The most recent negotiation, however, was overseen by the United Nations, marking a shift in power away from the Palestinian Authority to the hands of international powers. Although this helped ensure short-term success, it also outraged many Arab residents of Gaza, who view the change as a direct affront to Palestinian independence. Violence ensued directly after the negotiations finalized, and the Israeli Defense Force stepped in, killing five Palestinians and injuring far more. According to Israeli Defense Minister Avigdor Liberman, Hamas is entirely to blame for the riots in the Gaza Strip and must be held responsible for both the continued lack of electricity and the chaos that followed the Qatari oil deal.

The influx of fuel into Israel’s Gaza Strip has consequently halted in an attempt to sanction Hamas, which both the United States federal government and the European Court of Justice consider an international terrorist organization. Liberman announced that he called for this action not only as a response to the immediate issue of oil, but also as a broader message that Israel will neither tolerate nor negotiate with Hamas if it continues to call upon civilian violence as a primary tactic.

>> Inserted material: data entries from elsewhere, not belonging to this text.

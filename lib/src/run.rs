//! Results of a run.

use crate::{
    cells::State,
    history::History,
    world::{Status, World},
};
use std::collections::BTreeMap;

#[cfg(feature = "serde")]
use serde::{Deserialize, Serialize};

/// A summary of a run.
#[derive(Clone, Debug, PartialEq, Eq)]
#[cfg_attr(feature = "serde", derive(Serialize, Deserialize))]
pub struct RunResult {
    /// Number of steps.
    pub iterations: u64,

    /// Number of cells in each state at the end.
    pub final_occurrences: BTreeMap<State, usize>,

    /// `(width, height)`.
    pub dimensions: (usize, usize),

    /// The possible states, in the order of the rule file.
    pub possible_states: Vec<State>,

    pub history: History,

    /// Whether the world converged, that is, the last step changed no cell,
    /// rather than the run being cut off.
    pub ended_naturally: bool,
}

impl RunResult {
    pub(crate) fn new(world: &World, history: History) -> Self {
        let ended_naturally = world.status() == Status::Converged;
        RunResult {
            iterations: world.iteration(),
            final_occurrences: world.count_states(),
            dimensions: (world.width(), world.height()),
            possible_states: world.spec().possible_states().to_vec(),
            history,
            ended_naturally,
        }
    }

    /// Number of cells in `state` at the end.
    pub fn occurrences(&self, state: State) -> usize {
        self.final_occurrences.get(&state).copied().unwrap_or(0)
    }
}
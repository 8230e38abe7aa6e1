//! The world.

use crate::{
    cells::{Coord, Edge, State, Window},
    config::Config,
    error::Error,
    history::History,
    rules::RuleSpec,
    run::RunResult,
    sampler::Sampler,
};
use log::{debug, info, warn};
use rand::Rng;
use std::{collections::BTreeMap, fmt::Write, mem};

#[cfg(feature = "serde")]
use serde::{Deserialize, Serialize};

/// The lifecycle of a world.
#[derive(Clone, Copy, Debug, PartialEq, Eq, Hash)]
#[cfg_attr(feature = "serde", derive(Serialize, Deserialize))]
pub enum Status {
    /// No cell has a state yet.
    Uninitialized,
    /// Every cell has an initial state. No step has run.
    Randomized,
    /// At least one step has run, and the last one changed some cell.
    Running,
    /// The last step changed nothing. Further steps are no-ops.
    Converged,
}

/// The world.
///
/// A fixed-size grid of cells, updated synchronously: each step computes
/// all the next states from the current generation into a scratch buffer,
/// then swaps the buffers.
#[derive(Clone, Debug)]
pub struct World {
    width: usize,
    height: usize,

    /// The rules of the cellular automaton.
    spec: RuleSpec,

    /// Cumulative distribution of the initial states.
    sampler: Sampler,

    /// The current generation, row by row.
    cells: Vec<State>,

    /// The next generation during a step.
    scratch: Vec<State>,

    history: History,

    /// Number of steps applied.
    iteration: u64,

    status: Status,

    /// Whether an edge has been seeded.
    seeded: bool,

    /// Whether a step fails when a rule produces a state
    /// that is not one of the possible states.
    strict_states: bool,
}

impl World {
    /// Creates a new uninitialized world.
    pub fn new(width: usize, height: usize, spec: RuleSpec) -> Result<Self, Error> {
        if width == 0 || height == 0 {
            return Err(Error::NonPositiveError);
        }
        let sampler = Sampler::new(spec.state_probabilities())?;
        let history = History::new(spec.possible_states());
        let size = width * height;
        Ok(World {
            width,
            height,
            spec,
            sampler,
            cells: vec![State::default(); size],
            scratch: vec![State::default(); size],
            history,
            iteration: 0,
            status: Status::Uninitialized,
            seeded: false,
            strict_states: false,
        })
    }

    /// Creates a new uninitialized world from the configuration.
    pub fn with_config(config: &Config, spec: RuleSpec) -> Result<Self, Error> {
        let mut world = World::new(config.width, config.height, spec)?;
        world.strict_states = config.strict_states;
        Ok(world)
    }

    /// Sets whether a step fails on states outside the possible states.
    pub fn set_strict_states(&mut self, strict_states: bool) {
        self.strict_states = strict_states;
    }

    pub fn width(&self) -> usize {
        self.width
    }

    pub fn height(&self) -> usize {
        self.height
    }

    pub fn spec(&self) -> &RuleSpec {
        &self.spec
    }

    pub fn status(&self) -> Status {
        self.status
    }

    /// Number of steps so far.
    pub fn iteration(&self) -> u64 {
        self.iteration
    }

    pub fn history(&self) -> &History {
        &self.history
    }

    fn index(&self, (x, y): Coord) -> Result<usize, Error> {
        if x < self.width && y < self.height {
            Ok(y * self.width + x)
        } else {
            Err(Error::CellOutOfBounds((x, y)))
        }
    }

    /// Gets the state of a cell.
    ///
    /// Returns `None` if the world is not randomized yet.
    pub fn get_cell(&self, coord: Coord) -> Result<Option<State>, Error> {
        let i = self.index(coord)?;
        if self.status == Status::Uninitialized {
            Ok(None)
        } else {
            Ok(Some(self.cells[i]))
        }
    }

    /// Assigns every cell a state drawn from the initial probabilities.
    ///
    /// The assignments are recorded as round 0 of the history.
    /// Randomizing again starts the run over.
    pub fn randomize<R: Rng + ?Sized>(&mut self, rng: &mut R) -> Result<(), Error> {
        self.history.initialize(self.spec.possible_states());
        self.iteration = 0;
        self.seeded = false;
        for i in 0..self.cells.len() {
            let draw: f64 = rng.gen();
            let state = self.sampler.sample(self.spec.possible_states(), draw)?;
            self.cells[i] = state;
            self.history.state_changed(0, None, state);
        }
        self.status = Status::Randomized;
        info!("randomized a {}x{} world", self.width, self.height);
        Ok(())
    }

    fn check_setup(&self, coord: Coord, state: State) -> Result<(), Error> {
        if self.status != Status::Randomized {
            return Err(Error::SeedNotAllowed);
        }
        if self.strict_states && !self.spec.is_possible(state) {
            return Err(Error::InvalidState(coord, state));
        }
        Ok(())
    }

    /// Forces one edge of the world to `state`.
    ///
    /// Can only be done once, after randomizing and before the first step.
    /// The rules are not involved, and the history is not changed.
    pub fn seed_edge(&mut self, edge: Edge, state: State) -> Result<(), Error> {
        let (width, height) = (self.width, self.height);
        let (first, step, count) = match edge {
            Edge::North => ((0, 0), (1, 0), width),
            Edge::South => ((0, height - 1), (1, 0), width),
            Edge::West => ((0, 0), (0, 1), height),
            Edge::East => ((width - 1, 0), (0, 1), height),
        };
        self.check_setup(first, state)?;
        if self.seeded {
            return Err(Error::SeedNotAllowed);
        }
        for k in 0..count {
            let i = self.index((first.0 + k * step.0, first.1 + k * step.1))?;
            self.cells[i] = state;
        }
        self.seeded = true;
        debug!("seeded the {} edge with state {}", edge, state);
        Ok(())
    }

    /// Sets the state of a single cell, for setting up a scenario.
    ///
    /// Like [`seed_edge`](Self::seed_edge), it is only allowed after
    /// randomizing and before the first step, and is not recorded.
    pub fn set_cell(&mut self, coord: Coord, state: State) -> Result<(), Error> {
        let i = self.index(coord)?;
        self.check_setup(coord, state)?;
        self.cells[i] = state;
        Ok(())
    }

    /// The 3×3 block around `(x, y)`.
    ///
    /// Positions outside the world are `None`.
    fn window(&self, x: usize, y: usize) -> Window {
        let mut window = [None; 9];
        for j in 0..3 {
            let Some(ny) = (y + j).checked_sub(1).filter(|&ny| ny < self.height) else {
                continue;
            };
            for i in 0..3 {
                let Some(nx) = (x + i).checked_sub(1).filter(|&nx| nx < self.width) else {
                    continue;
                };
                window[j * 3 + i] = Some(self.cells[ny * self.width + nx]);
            }
        }
        window
    }

    /// Computes the next generation.
    ///
    /// Returns the number of cells that changed. Once a step changes
    /// nothing, the world is converged and further steps return `0`
    /// without doing anything.
    ///
    /// If a rule fails, the step is abandoned and the world is unchanged.
    pub fn step(&mut self) -> Result<usize, Error> {
        match self.status {
            Status::Uninitialized => return Err(Error::NotInitialized),
            Status::Converged => return Ok(0),
            Status::Randomized | Status::Running => (),
        }

        let mut foreign = 0;
        for y in 0..self.height {
            for x in 0..self.width {
                let i = y * self.width + x;
                let next = self.spec.next_state(self.cells[i], &self.window(x, y))?;
                if !self.spec.is_possible(next) {
                    if self.strict_states {
                        return Err(Error::InvalidState((x, y), next));
                    }
                    foreign += 1;
                }
                self.scratch[i] = next;
            }
        }
        if foreign > 0 {
            warn!(
                "{} cells entered states outside the possible states",
                foreign
            );
        }

        let round = self.iteration as usize + 1;
        let mut changed = 0;
        for (&before, &after) in self.cells.iter().zip(&self.scratch) {
            self.history.state_changed(round, Some(before), after);
            if before != after {
                changed += 1;
            }
        }
        mem::swap(&mut self.cells, &mut self.scratch);
        self.iteration += 1;

        debug!("round {}: {} cells changed", round, changed);
        if changed == 0 {
            self.status = Status::Converged;
            info!("converged after {} iterations", self.iteration);
        } else {
            self.status = Status::Running;
        }
        Ok(changed)
    }

    /// Steps until the world converges, or `max_iterations` steps have run.
    pub fn run(&mut self, max_iterations: Option<u64>) -> Result<RunResult, Error> {
        while self.status != Status::Converged
            && max_iterations.map_or(true, |max| self.iteration < max)
        {
            self.step()?;
        }
        Ok(self.snapshot())
    }

    /// Number of cells in each state.
    ///
    /// Every possible state is present. States produced by the rules
    /// outside the possible states are counted too.
    pub fn count_states(&self) -> BTreeMap<State, usize> {
        let mut counts: BTreeMap<State, usize> = self
            .spec
            .possible_states()
            .iter()
            .map(|&state| (state, 0))
            .collect();
        if self.status != Status::Uninitialized {
            for &state in &self.cells {
                *counts.entry(state).or_insert(0) += 1;
            }
        }
        counts
    }

    /// Summarizes the run so far.
    pub fn snapshot(&self) -> RunResult {
        RunResult::new(self, self.history.clone())
    }

    /// Summarizes the run, consuming the world.
    pub fn into_result(mut self) -> RunResult {
        let history = mem::take(&mut self.history);
        RunResult::new(&self, history)
    }

    /// Displays the world, one row per line,
    /// with the states separated by spaces.
    ///
    /// Cells are shown as `-` before the world is randomized.
    pub fn display(&self) -> String {
        let mut str = String::new();
        for (y, row) in self.cells.chunks(self.width).enumerate() {
            if y > 0 {
                str.push('\n');
            }
            for (x, state) in row.iter().enumerate() {
                if x > 0 {
                    str.push(' ');
                }
                if self.status == Status::Uninitialized {
                    str.push('-');
                } else {
                    write!(str, "{}", state).unwrap();
                }
            }
        }
        str
    }
}
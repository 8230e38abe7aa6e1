mod args;
mod logging;
mod report;

use anyhow::{Context, Result};
use args::Args;
use report::{Single, Summary};
use rulecell_lib::{Config, RuleSpec, RunResult, Status};
use std::fs;
use tracing::info;

/// Runs one world to the end, printing it after each step.
fn run_drawn(config: &Config, spec: &RuleSpec, run: usize) -> Result<RunResult> {
    let mut world = config.world_for_run(spec, run)?;
    println!("Run {}, initial world:\n{}\n", run + 1, world.display());
    while world.status() != Status::Converged
        && config
            .max_iterations
            .map_or(true, |max| world.iteration() < max)
    {
        let changed = world.step()?;
        println!(
            "Round {}, {} cells changed:\n{}\n",
            world.iteration(),
            changed,
            world.display()
        );
    }
    Ok(world.into_result())
}

fn main() -> Result<()> {
    let args = Args::parse()?;
    logging::init(args.verbosity)?;

    let text = fs::read_to_string(&args.rules)
        .with_context(|| format!("cannot read rule file {}", args.rules.display()))?;
    let spec = args
        .config
        .parse_rules(&text)
        .with_context(|| format!("invalid rule file {}", args.rules.display()))?;
    info!(
        "loaded {} states and {} rules from {}",
        spec.possible_states().len(),
        spec.simple_rules().len() + spec.neighbor_rules().len() + 1,
        args.rules.display()
    );

    let config = &args.config;
    let results = if args.draw {
        (0..config.runs)
            .map(|run| run_drawn(config, &spec, run))
            .collect::<Result<Vec<_>>>()?
    } else {
        config.run_all(&spec).context("simulation failed")?
    };

    if args.json {
        println!("{}", serde_json::to_string_pretty(&results)?);
    } else if let [result] = results.as_slice() {
        println!("{}", Single(result));
    } else {
        println!("{}", Summary(&results));
    }
    Ok(())
}
//! All kinds of errors in this crate.

use crate::cells::{Coord, State};
use displaydoc::Display;
use thiserror::Error;

/// Errors when parsing the default-rule expression.
#[derive(Clone, Debug, PartialEq, Eq, Display, Error)]
pub enum ExprError {
    /// Unexpected character {0:?}.
    UnexpectedChar(char),
    /// Unexpected end of expression.
    UnexpectedEnd,
    /// Unexpected token {0}.
    UnexpectedToken(String),
    /// Unknown variable {0:?}. The only variable is `x`.
    UnknownVariable(String),
    /// Invalid integer literal {0:?}.
    InvalidNumber(String),
}

/// Errors when evaluating the default-rule expression.
#[derive(Clone, Copy, Debug, PartialEq, Eq, Display, Error)]
pub enum EvalError {
    /// Division by zero in the default rule.
    DivisionByZero,
    /// Integer overflow in the default rule.
    Overflow,
}

/// Errors when parsing a rule file.
///
/// Line numbers are 1-based.
#[derive(Clone, Debug, PartialEq, Display, Error)]
pub enum ParseError {
    /// Line {line}: the rule text ends here.
    MissingLine { line: usize },
    /// Line {line}: malformed {field} {text:?}.
    MalformedNumber {
        line: usize,
        field: &'static str,
        text: String,
    },
    /// Line {line}: state {state} is listed twice.
    DuplicateState { line: usize, state: State },
    /// Line {line}: probability {value} is not a non-negative number.
    NegativeProbability { line: usize, value: f64 },
    /// There are {states} states but {probabilities} probabilities.
    ProbabilityLengthMismatch { states: usize, probabilities: usize },
    /// Probabilities sum to {sum}, which is not within {tolerance} of 1.
    ProbabilitySumOutOfTolerance { sum: f64, tolerance: f64 },
    /// Line {line}: unrecognized rule syntax.
    UnrecognizedRuleSyntax { line: usize },
    /// Line {line}: invalid default expression: {source}
    InvalidExpression {
        line: usize,
        #[source]
        source: ExprError,
    },
    /// Line {line}: there is already a default rule.
    DuplicateDefaultRule { line: usize },
    /// The rules don't have a default case.
    MissingDefaultRule,
}

/// All kinds of errors in this crate.
#[derive(Clone, Debug, PartialEq, Display, Error)]
pub enum Error {
    /// Invalid rules: {0}
    ParseError(#[from] ParseError),
    /// Evaluation failed: {0}
    EvalError(#[from] EvalError),
    /// Width and height should be positive.
    NonPositiveError,
    /// The state probabilities don't describe a distribution.
    DegenerateDistribution,
    /// Draw {0} is outside the cumulative table.
    SampleOutOfRange(f64),
    /// The world has not been randomized yet.
    NotInitialized,
    /// An edge can only be seeded once, after randomizing and before the first step.
    SeedNotAllowed,
    /// Cell at {0:?} does not exist.
    CellOutOfBounds(Coord),
    /// Cell at {0:?} has invalid state: {1}.
    InvalidState(Coord, State),
}
//! Run configuration.

use crate::{
    cells::{Edge, State},
    error::Error,
    rules::RuleSpec,
    run::RunResult,
    world::World,
};
use educe::Educe;
use log::info;
use rand::{rngs::StdRng, SeedableRng};

#[cfg(feature = "serde")]
use serde::{Deserialize, Serialize};

/// An edge to force into some state before the first step.
#[derive(Clone, Copy, Debug, PartialEq, Eq)]
#[cfg_attr(feature = "serde", derive(Serialize, Deserialize))]
pub struct EdgeSeed {
    pub edge: Edge,
    pub state: State,
}

/// Run configuration.
///
/// The worlds will be generated from this configuration.
#[derive(Clone, Debug, Educe, PartialEq)]
#[educe(Default)]
#[cfg_attr(feature = "serde", derive(Serialize, Deserialize))]
#[cfg_attr(feature = "serde", serde(default))]
pub struct Config {
    /// Width.
    #[educe(Default = 16)]
    pub width: usize,

    /// Height.
    #[educe(Default = 16)]
    pub height: usize,

    /// Number of runs for [`run_all`](Self::run_all).
    #[educe(Default = 1)]
    pub runs: usize,

    /// A run is cut off after this many steps.
    ///
    /// `None` means that it only stops when the world converges.
    pub max_iterations: Option<u64>,

    /// The random seed of the first run.
    ///
    /// The `i`-th run uses `seed + i`.
    /// `None` means that the seeds are chosen from the system entropy.
    pub seed: Option<u64>,

    /// An edge to seed before the first step.
    pub edge: Option<EdgeSeed>,

    /// How far the probabilities in the rule file may sum from 1.
    #[educe(Default = 0.1)]
    pub probability_tolerance: f64,

    /// Whether a step fails when a rule produces a state
    /// that is not one of the possible states.
    pub strict_states: bool,
}

impl Config {
    /// Sets up a new configuration with given size.
    pub fn new(width: usize, height: usize) -> Self {
        Config {
            width,
            height,
            ..Config::default()
        }
    }

    /// Sets the number of runs.
    pub fn set_runs(mut self, runs: usize) -> Self {
        self.runs = runs;
        self
    }

    /// Sets the maximal number of steps.
    pub fn set_max_iterations<T: Into<Option<u64>>>(mut self, max_iterations: T) -> Self {
        self.max_iterations = max_iterations.into();
        self
    }

    /// Sets the random seed.
    pub fn set_seed<T: Into<Option<u64>>>(mut self, seed: T) -> Self {
        self.seed = seed.into();
        self
    }

    /// Sets the edge to seed.
    pub fn set_edge<T: Into<Option<EdgeSeed>>>(mut self, edge: T) -> Self {
        self.edge = edge.into();
        self
    }

    /// Sets the tolerance of the probability sum.
    pub fn set_probability_tolerance(mut self, probability_tolerance: f64) -> Self {
        self.probability_tolerance = probability_tolerance;
        self
    }

    /// Sets whether states outside the possible states are an error.
    pub fn set_strict_states(mut self, strict_states: bool) -> Self {
        self.strict_states = strict_states;
        self
    }

    /// Parses a rule file with the configured tolerance.
    pub fn parse_rules(&self, text: &str) -> Result<RuleSpec, Error> {
        Ok(RuleSpec::parse_with_tolerance(
            text,
            self.probability_tolerance,
        )?)
    }

    /// Creates a new uninitialized world from the configuration.
    pub fn world(&self, spec: RuleSpec) -> Result<World, Error> {
        World::with_config(self, spec)
    }

    fn rng(&self, run: usize) -> StdRng {
        match self.seed {
            Some(seed) => StdRng::seed_from_u64(seed.wrapping_add(run as u64)),
            None => StdRng::from_entropy(),
        }
    }

    /// The world of the `run`-th run (counting from 0), before its first step.
    ///
    /// It is randomized with the seed of that run, and the edge is seeded
    /// if there is one.
    pub fn world_for_run(&self, spec: &RuleSpec, run: usize) -> Result<World, Error> {
        let mut world = self.world(spec.clone())?;
        world.randomize(&mut self.rng(run))?;
        if let Some(EdgeSeed { edge, state }) = self.edge {
            world.seed_edge(edge, state)?;
        }
        Ok(world)
    }

    fn run_nth(&self, spec: &RuleSpec, run: usize) -> Result<RunResult, Error> {
        self.world_for_run(spec, run)?.run(self.max_iterations)
    }

    /// Performs a single run: randomizes a world, seeds the edge if any,
    /// and steps until it converges or is cut off.
    pub fn run(&self, spec: &RuleSpec) -> Result<RunResult, Error> {
        self.run_nth(spec, 0)
    }

    /// Performs [`runs`](#structfield.runs) independent runs.
    pub fn run_all(&self, spec: &RuleSpec) -> Result<Vec<RunResult>, Error> {
        (0..self.runs)
            .map(|run| {
                let result = self.run_nth(spec, run)?;
                info!(
                    "run {} finished after {} iterations",
                    run + 1,
                    result.iterations
                );
                Ok(result)
            })
            .collect()
    }
}
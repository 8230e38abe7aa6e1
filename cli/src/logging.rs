//! Logging through `tracing-subscriber`.
//!
//! The library logs through the `log` facade. The subscriber installs a
//! `tracing-log` bridge, so those records come out here as well.

use anyhow::{anyhow, Result};
use std::io;
use tracing::level_filters::LevelFilter;
use tracing_subscriber::EnvFilter;

/// The level for a number of `-v` flags.
///
/// - 0: warnings and errors
/// - 1 (`-v`): info, one line per run and per convergence
/// - 2 (`-vv`): debug, one line per step
/// - 3+ (`-vvv`): trace
fn level(verbosity: u8) -> LevelFilter {
    match verbosity {
        0 => LevelFilter::WARN,
        1 => LevelFilter::INFO,
        2 => LevelFilter::DEBUG,
        _ => LevelFilter::TRACE,
    }
}

/// Installs the global subscriber, writing to stderr.
///
/// `RUST_LOG` takes precedence over the verbosity.
pub(crate) fn init(verbosity: u8) -> Result<()> {
    let filter = EnvFilter::builder()
        .with_default_directive(level(verbosity).into())
        .from_env_lossy();
    tracing_subscriber::fmt()
        .with_env_filter(filter)
        .with_target(false)
        .with_writer(io::stderr)
        .try_init()
        .map_err(|e| anyhow!("cannot install the logger: {}", e))
}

An uncanny reflection of the conflict between Israel and Palestine proves apparent in this singular disagreement. While Hamas tends to violate the civil rights of Israelis, Americans, and its own people, it does act as a primary government for displaced Palestinians living in Israel. Its intersections with the Palestinian Authority create a complex web of interrelated interests and personnel, which leads to difficulty in navigating both governing bodies. Conducting business with Hamas has, in the past, engendered corruption and inadequacy (for instance, in the case of Gazan electricity), but it has simultaneously allowed the Israeli government to formally validate the Palestinian people. Clearly, a dangerous ultimatum results: prioritize legitimate business or prioritize Palestinian humanity. In the current controversy over Qatari oil, neither priority is met.